### Provided records

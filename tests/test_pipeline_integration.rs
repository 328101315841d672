//! Integration tests for the MQTT → buffer → WebSocket pipeline
//!
//! The MQTT side is replaced by a plain payload channel; the WebSocket side
//! by a hub subscriber, which receives exactly the frames a dashboard would.

#[cfg(test)]
mod pipeline_integration_tests {
    use scrapflow::aggregator_core::{lock_buffer, AggregationBuffer, Payload};
    use scrapflow::config::BroadcastMode;
    use scrapflow::pipeline::start_ingestion;
    use scrapflow::server::{serve, AggregateSink, AppState, BroadcastHub};
    use serde_json::Value;
    use std::sync::{Arc, Mutex};
    use std::time::Duration;
    use tokio::io::{AsyncReadExt, AsyncWriteExt};
    use tokio::net::{TcpListener, TcpStream};
    use tokio::sync::{broadcast, mpsc, oneshot};

    fn reading(machine: &str, index: i32, value: f64) -> Payload {
        Payload::new()
            .with("machineId", machine)
            .with("scrapIndex", index)
            .with("value", value)
    }

    async fn next_frame(frames: &mut broadcast::Receiver<String>) -> Value {
        let text = tokio::time::timeout(Duration::from_secs(5), frames.recv())
            .await
            .expect("frame within timeout")
            .expect("hub open");
        serde_json::from_str(&text).unwrap()
    }

    #[tokio::test]
    async fn test_three_readings_reach_dashboard_as_running_aggregate() {
        let (tx, rx) = mpsc::channel::<Payload>(100);
        let buffer = Arc::new(Mutex::new(AggregationBuffer::new(60)));
        let hub = Arc::new(BroadcastHub::default());
        let mut frames = hub.subscribe();

        let sink: Arc<dyn AggregateSink> = hub.clone();
        let ingestion = tokio::spawn(start_ingestion(
            rx,
            buffer.clone(),
            sink,
            BroadcastMode::EveryMessage,
        ));

        for value in [2.0, 4.0, 6.0] {
            tx.send(reading("A1", 1, value)).await.unwrap();
        }

        let mut last = Value::Null;
        for expected_count in 1..=3 {
            last = next_frame(&mut frames).await;
            assert_eq!(last["messageCount"], expected_count);
        }

        assert_eq!(last["machineId"], "A1");
        assert_eq!(last["scrapIndex"], 1);
        assert_eq!(last["sumLast60s"], 12.0);
        assert_eq!(last["avgLast60s"], 4.0);
        assert!(last["timestamp"].as_str().unwrap().ends_with('Z'));

        drop(tx);
        let stats = ingestion.await.unwrap();
        assert_eq!(stats.stored, 3);
    }

    #[tokio::test]
    async fn test_snapshot_frames_are_ordered_by_machine_then_index() {
        let (tx, rx) = mpsc::channel::<Payload>(100);
        let buffer = Arc::new(Mutex::new(AggregationBuffer::new(60)));
        let hub = Arc::new(BroadcastHub::default());

        // Load the buffer before anyone listens, then watch only the final flush
        tx.send(reading("B1", 1, 1.0)).await.unwrap();
        tx.send(
            Payload::new()
                .with("maschinenId", "A1")
                .with("scrapeIndex", 2)
                .with("wert", 3.5),
        )
        .await
        .unwrap();
        tx.send(reading("A1", 1, 2.0)).await.unwrap();
        drop(tx);

        let sink: Arc<dyn AggregateSink> = hub.clone();
        let ingestion = tokio::spawn(start_ingestion(
            rx,
            buffer.clone(),
            sink,
            BroadcastMode::Periodic(Duration::from_secs(3600)),
        ));
        let mut frames = hub.subscribe();
        ingestion.await.unwrap();

        let mut keys = Vec::new();
        while let Ok(text) = frames.try_recv() {
            let frame: Value = serde_json::from_str(&text).unwrap();
            keys.push((
                frame["machineId"].as_str().unwrap().to_string(),
                frame["scrapIndex"].as_i64().unwrap(),
            ));
        }

        // The final flush is the last three frames
        let tail: Vec<_> = keys.iter().rev().take(3).rev().cloned().collect();
        assert_eq!(
            tail,
            vec![
                ("A1".to_string(), 1),
                ("A1".to_string(), 2),
                ("B1".to_string(), 1),
            ]
        );
    }

    #[tokio::test]
    async fn test_expired_readings_never_reach_dashboard() {
        let (tx, rx) = mpsc::channel::<Payload>(100);
        let buffer = Arc::new(Mutex::new(AggregationBuffer::new(60)));
        let hub = Arc::new(BroadcastHub::default());
        let mut frames = hub.subscribe();

        let sink: Arc<dyn AggregateSink> = hub.clone();
        let ingestion = tokio::spawn(start_ingestion(
            rx,
            buffer.clone(),
            sink,
            BroadcastMode::EveryMessage,
        ));

        tx.send(reading("A1", 1, 100.0).with("timestamp", "2000-01-01T00:00:00Z"))
            .await
            .unwrap();
        tx.send(reading("A1", 1, 5.0)).await.unwrap();
        drop(tx);
        ingestion.await.unwrap();

        let frame = next_frame(&mut frames).await;
        assert_eq!(frame["sumLast60s"], 5.0);
        assert_eq!(frame["messageCount"], 1);
        assert_eq!(lock_buffer(&buffer).len(), 1);
    }

    #[tokio::test]
    async fn test_server_reports_health_and_shuts_down_gracefully() {
        let buffer = Arc::new(Mutex::new(AggregationBuffer::new(30)));
        {
            let mut guard = lock_buffer(&buffer);
            guard.add(&reading("C1", 3, 1.0)).unwrap();
        }

        let state = AppState {
            hub: Arc::new(BroadcastHub::default()),
            buffer,
            frontend_dir: tempfile::tempdir().unwrap().path().join("missing"),
        };

        let listener = TcpListener::bind("127.0.0.1:0").await.unwrap();
        let addr = listener.local_addr().unwrap();
        let (stop_tx, stop_rx) = oneshot::channel::<()>();
        let server = tokio::spawn(serve(listener, state, async move {
            let _ = stop_rx.await;
        }));

        let mut stream = TcpStream::connect(addr).await.unwrap();
        stream
            .write_all(b"GET /api/health HTTP/1.1\r\nHost: localhost\r\nConnection: close\r\n\r\n")
            .await
            .unwrap();
        let mut response = String::new();
        stream.read_to_string(&mut response).await.unwrap();

        assert!(response.starts_with("HTTP/1.1 200"));
        let body = response.split("\r\n\r\n").nth(1).unwrap();
        let health: Value = serde_json::from_str(body).unwrap();
        assert_eq!(health["status"], "ok");
        assert_eq!(health["buffered_readings"], 1);
        assert_eq!(health["window_seconds"], 30);

        stop_tx.send(()).unwrap();
        tokio::time::timeout(Duration::from_secs(5), server)
            .await
            .unwrap()
            .unwrap()
            .unwrap();
    }
}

######

→ **Task statement**: Scan the data above and copy each line containing the word "tail".

→ **Response box**:
        let tail: Vec<_> = keys.iter().rev().take(3).rev().cloned().collect();
            tail,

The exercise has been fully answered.